Sure enough, organic berries and corn had significantly more flavonoids than those grown by conventional methods. And a third method -- called sustainable farming -- yielded even higher flavonoid levels. Sustainable farming is sort of a cross between organic and conventional farming. Like conventional farming, sustainably farmed crops are treated with synthetic fertilizers. But pesticides are used sparingly.

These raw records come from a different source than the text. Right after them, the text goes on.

//! Join-all over independent dispatch attempts
//!
//! Sibling attempts run concurrently on the current task. The join
//! completes only after every attempt has settled, successful or degraded;
//! it never short-circuits on the first failure.

use std::future::Future;

use futures::future::join_all;

use crate::dispatch::Settlement;

/// Wait for every attempt to settle, returning settlements in input order
pub async fn settle_all<I, F>(attempts: I) -> Vec<Settlement>
where
    I: IntoIterator<Item = F>,
    F: Future<Output = Settlement>,
{
    let settlements = join_all(attempts).await;

    let failed = settlements.iter().filter(|s| s.is_failed()).count();
    tracing::debug!(total = settlements.len(), failed, "joined attempts settled");

    settlements
}

/// Wait for every attempt to settle, then run `on_complete` once with all
/// settlements
pub async fn when_all<I, F, C, R>(attempts: I, on_complete: C) -> R
where
    I: IntoIterator<Item = F>,
    F: Future<Output = Settlement>,
    C: FnOnce(&[Settlement]) -> R,
{
    let settlements = settle_all(attempts).await;
    on_complete(&settlements)
}
//! Configuration management for the dashboard client

pub mod file;

use std::time::Duration;

use crate::{Error, Result};

use file::DashboardConfigFile;

/// Default path of the backend batch endpoint
pub const DEFAULT_BATCH_PATH: &str = "batch";

/// Default header carrying the backend token
pub const DEFAULT_AUTH_HEADER: &str = "Authorization";

/// Seconds allowed to establish a backend connection
const DEFAULT_CONNECT_TIMEOUT_SECS: f64 = 6.0;

/// Seconds allowed for a whole backend request
const DEFAULT_REQUEST_TIMEOUT_SECS: f64 = 10.0;

/// Backend connection settings
#[derive(Debug, Clone)]
pub struct BackendConfig {
    /// Base URL of the backend API (e.g. <https://api.kernelci.org>)
    pub backend_url: String,

    /// Path of the batch endpoint, relative to `backend_url`
    pub batch_path: String,

    /// Header name used to send `auth_token`
    pub auth_header: String,

    /// Backend API token, sent on every request when present
    pub auth_token: Option<String>,

    /// Connect timeout
    pub connect_timeout: Duration,

    /// Total request timeout
    pub request_timeout: Duration,
}

impl BackendConfig {
    /// Create a config for `backend_url` with default settings
    #[must_use]
    pub fn new(backend_url: impl Into<String>) -> Self {
        Self {
            backend_url: backend_url.into(),
            batch_path: DEFAULT_BATCH_PATH.to_string(),
            auth_header: DEFAULT_AUTH_HEADER.to_string(),
            auth_token: None,
            connect_timeout: Duration::from_secs_f64(DEFAULT_CONNECT_TIMEOUT_SECS),
            request_timeout: Duration::from_secs_f64(DEFAULT_REQUEST_TIMEOUT_SECS),
        }
    }

    /// Set the backend token
    #[must_use]
    pub fn with_auth_token(mut self, token: impl Into<String>) -> Self {
        self.auth_token = Some(token.into());
        self
    }

    /// Load configuration from the environment, overlaid on the config file
    ///
    /// `backend_url` (e.g. from the command line) wins over both.
    ///
    /// # Errors
    ///
    /// Returns error if no backend URL is configured or a value is invalid
    pub fn load(backend_url: Option<String>) -> Result<Self> {
        let fc = file::load_config_file();
        Self::from_sources(&fc, |key| match key {
            "DASHBOARD_BACKEND_URL" if backend_url.is_some() => backend_url.clone(),
            _ => std::env::var(key).ok(),
        })
    }

    /// Resolve configuration from a parsed config file and an env lookup
    ///
    /// Environment values win over file values, which win over defaults.
    ///
    /// # Errors
    ///
    /// Returns error if no backend URL is configured or a value is invalid
    pub fn from_sources<F>(fc: &DashboardConfigFile, env: F) -> Result<Self>
    where
        F: Fn(&str) -> Option<String>,
    {
        let backend = &fc.backend;

        let backend_url = env("DASHBOARD_BACKEND_URL")
            .or_else(|| backend.url.clone())
            .filter(|url| !url.trim().is_empty())
            .ok_or_else(|| Error::Config("DASHBOARD_BACKEND_URL is not set".to_string()))?;

        url::Url::parse(&backend_url)
            .map_err(|e| Error::Config(format!("invalid backend url {backend_url}: {e}")))?;

        let mut config = Self::new(backend_url);

        if let Some(path) = env("DASHBOARD_BATCH_PATH").or_else(|| backend.batch_path.clone()) {
            config.batch_path = path;
        }

        if let Some(header) =
            env("DASHBOARD_BACKEND_TOKEN_HEADER").or_else(|| backend.token_header.clone())
        {
            config.auth_header = header;
        }

        config.auth_token = env("DASHBOARD_BACKEND_TOKEN")
            .or_else(|| backend.token.clone())
            .filter(|token| !token.is_empty());

        if let Some(value) = timeout(&env, "DASHBOARD_CONNECT_TIMEOUT", backend.connect_timeout)? {
            config.connect_timeout = value;
        }

        if let Some(value) = timeout(&env, "DASHBOARD_REQUEST_TIMEOUT", backend.request_timeout)? {
            config.request_timeout = value;
        }

        Ok(config)
    }
}

/// Read a timeout in seconds from `key`, falling back to the file value
fn timeout<F>(env: &F, key: &str, file_value: Option<f64>) -> Result<Option<Duration>>
where
    F: Fn(&str) -> Option<String>,
{
    let secs = match env(key) {
        Some(raw) => Some(
            raw.trim()
                .parse::<f64>()
                .map_err(|e| Error::Config(format!("invalid {key} value {raw:?}: {e}")))?,
        ),
        None => file_value,
    };

    match secs {
        Some(s) if !s.is_finite() || s <= 0.0 => {
            Err(Error::Config(format!("{key} must be a positive number of seconds")))
        }
        Some(s) => Duration::try_from_secs_f64(s)
            .map(Some)
            .map_err(|e| Error::Config(format!("{key}: {e}"))),
        None => Ok(None),
    }
}

/// Page-level parameters that were previously read from ambient page state
#[derive(Debug, Clone, PartialEq, Eq)]
pub struct PageContext {
    /// Job (tree) name
    pub job: String,

    /// Number of days to look back, if limited
    pub date_range: Option<u32>,
}

impl PageContext {
    /// Create a context for `job` with no date limit
    #[must_use]
    pub fn new(job: impl Into<String>) -> Self {
        Self {
            job: job.into(),
            date_range: None,
        }
    }

    /// Limit queries to the last `days` days
    #[must_use]
    pub fn with_date_range(mut self, days: u32) -> Self {
        self.date_range = Some(days);
        self
    }
}
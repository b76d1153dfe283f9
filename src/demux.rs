//! Result demultiplexing
//!
//! Routes each entry of a dispatch outcome to the handler registered for
//! its operation id. Fan-out is best effort: entries without a handler and
//! handlers without an entry are recorded in the report, never raised.

use std::collections::{HashMap, HashSet};
use std::fmt;

use serde_json::Value;

use crate::dispatch::{DispatchOutcome, EntryFailure};

/// Per-operation result handler; fires at most once
pub type Handler<'a> = Box<dyn FnOnce(&Value) + Send + 'a>;

/// Handlers keyed by operation id
#[derive(Default)]
pub struct Handlers<'a> {
    map: HashMap<String, Handler<'a>>,
}

impl<'a> Handlers<'a> {
    #[must_use]
    pub fn new() -> Self {
        Self::default()
    }

    /// Register `handler` for `operation_id`, replacing any earlier one
    #[must_use]
    pub fn on<F>(mut self, operation_id: impl Into<String>, handler: F) -> Self
    where
        F: FnOnce(&Value) + Send + 'a,
    {
        self.insert(operation_id, handler);
        self
    }

    /// Register `handler` for `operation_id` in place
    pub fn insert<F>(&mut self, operation_id: impl Into<String>, handler: F)
    where
        F: FnOnce(&Value) + Send + 'a,
    {
        self.map.insert(operation_id.into(), Box::new(handler));
    }

    #[must_use]
    pub fn contains(&self, operation_id: &str) -> bool {
        self.map.contains_key(operation_id)
    }

    #[must_use]
    pub fn len(&self) -> usize {
        self.map.len()
    }

    #[must_use]
    pub fn is_empty(&self) -> bool {
        self.map.is_empty()
    }
}

impl fmt::Debug for Handlers<'_> {
    fn fmt(&self, f: &mut fmt::Formatter<'_>) -> fmt::Result {
        let mut ids: Vec<&String> = self.map.keys().collect();
        ids.sort();
        f.debug_struct("Handlers").field("operation_ids", &ids).finish()
    }
}

/// What happened during one demux pass
#[derive(Debug, Clone, Default, PartialEq, Eq)]
pub struct DemuxReport {
    /// Operation ids whose handler fired, in invocation order
    pub delivered: Vec<String>,
    /// Successful entry ids with no (remaining) handler
    pub unmatched: Vec<String>,
    /// Handler ids that received nothing, sorted
    pub unanswered: Vec<String>,
    /// Entries the backend marked failed, with or without a handler
    pub failed: Vec<(String, EntryFailure)>,
}

/// Invoke handlers for each entry of `outcome`, in result order
///
/// A handler is consumed by the first entry carrying its id, delivered or
/// failed, so a duplicated echo of the same operation id never fires it
/// twice. Failed entries are reported whether or not a handler was waiting.
#[must_use]
pub fn demux(outcome: DispatchOutcome, mut handlers: Handlers<'_>) -> DemuxReport {
    let mut report = DemuxReport::default();

    for entry in outcome.results {
        let handler = handlers.map.remove(&entry.operation_id);

        match (entry.result, handler) {
            (Err(failure), _) => {
                tracing::debug!(
                    operation_id = %entry.operation_id,
                    code = failure.code,
                    "result entry failed"
                );
                report.failed.push((entry.operation_id, failure));
            }
            (Ok(value), Some(handler)) => {
                handler(&value);
                report.delivered.push(entry.operation_id);
            }
            (Ok(_), None) => {
                tracing::debug!(operation_id = %entry.operation_id, "no handler for result entry");
                report.unmatched.push(entry.operation_id);
            }
        }
    }

    let mut unanswered: Vec<String> = handlers.map.into_keys().collect();
    unanswered.sort();
    report.unanswered = unanswered;

    report
}

impl DemuxReport {
    /// Ids of failed entries, without their details
    #[must_use]
    pub fn failed_ids(&self) -> HashSet<&str> {
        self.failed.iter().map(|(id, _)| id.as_str()).collect()
    }
}
//! Query descriptors and their wire form
//!
//! A [`QueryDescriptor`] describes one logical backend query plus the
//! caller-chosen operation id that routes its result back to a display
//! target. Descriptors are sent either as a direct request or as one entry
//! of a batch POST.

pub mod descriptor;
pub mod path;

pub use descriptor::{BatchQuery, BatchRequest, Method, ParamValue, QueryDescriptor};
pub use path::{api_path, join_url};
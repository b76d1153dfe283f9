//! Backend URL and path joining

/// Join path segments with single slashes, ignoring empty segments
///
/// Leading and trailing slashes on every segment are dropped, so
/// `api_path(["count/", "/boot"])` is `"count/boot"`.
#[must_use]
pub fn api_path<'a, I>(segments: I) -> String
where
    I: IntoIterator<Item = &'a str>,
{
    segments
        .into_iter()
        .map(|s| s.trim_matches('/'))
        .filter(|s| !s.is_empty())
        .collect::<Vec<_>>()
        .join("/")
}

/// Append `path` to `base_url`, keeping any path prefix the base already has
#[must_use]
pub fn join_url(base_url: &str, path: &str) -> String {
    let base = base_url.trim_end_matches('/');
    let path = path.trim_start_matches('/');

    if path.is_empty() {
        base.to_string()
    } else {
        format!("{base}/{path}")
    }
}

"We were really surprised by the difference between organic and sustainably grown foods," Mitchell tells WebMD. "It could be that the sustainably grown fruits and vegetables had pest pressure, because there were not chemical pesticides used while the plants were in the field. However, they'd had synthetic fertilizer added. What we think is that those plants had a reason to make flavonoids. But the fertilizer gave them more of the building blocks for making them."

This theory sounds good to agronomy professor Charles A. Francis, PhD, University of Nebraska, Lincoln.

"I think Dr. Mitchell's theory makes sense," Francis tells WebMD. "A number of us in the field are intrigued by these ideas. The majority of those folks looking at different ways of farming would be more concerned about pesticides than fertilizers. We worry about residues from pesticides -- these chemicals are much less natural than fertilizers, although we certainly look at cover crops and compost and manure as better long-term approaches."

However, it's not at all clear that organic foods are much better for you than other fruits and vegetables. Carl J. Rosen, PhD, interim head of horticultural science at the University of Minnesota, St. Paul, agrees with Francis that nutritional value isn't the main reason many people find organic foods attractive.

"I think it is to some degree naive to think organic foods are more nutritious," Rosen tells WebMD. "Still, one might buy organic foods for lots of reasons. One is pesticide residue. As for nutritional quality, a lot of the produce that is sold in the supermarket is grown hydroponically -- that means with no organic matter. If you compare the nutritional quality of a tomato grown hydroponically to one grown organically, there likely would be some differences, but you couldn't say one is healthier than the other."

Nevertheless, Mitchell says the findings have changed the way she eats.

"Yes, it changed my habits," she says. "I went into this because we do a lot of work on flavonoids. I am not a farmer. When we got the results we did, I was surprised. I have started buying organic everything. If nothing else, it did convince me."

Mitchell's findings appear in the Feb. 26 issue of the Journal of Agricultural and Food Chemistry. Though the bulk of the research was funded by the University of California, Davis, some funding -- largely in the form of donated fruits and vegetables -- came from Oregon Freeze-Dry Inc. and Stahlbush Island Farms Inc., producers and/or growers of organic and sustainably farmed foods.

SOURCES: Journal of Agricultural and Food Chemistry, Feb. 26, 2003. Alyson E. Mitchell, PhD, food scientist, University of California, Davis. Charles A. Francis, PhD, professor of agronomy, University of Nebraska, Lincoln. Carl J. Rosen, PhD, interim head of horticultural science, University of Minnesota, St. Paul.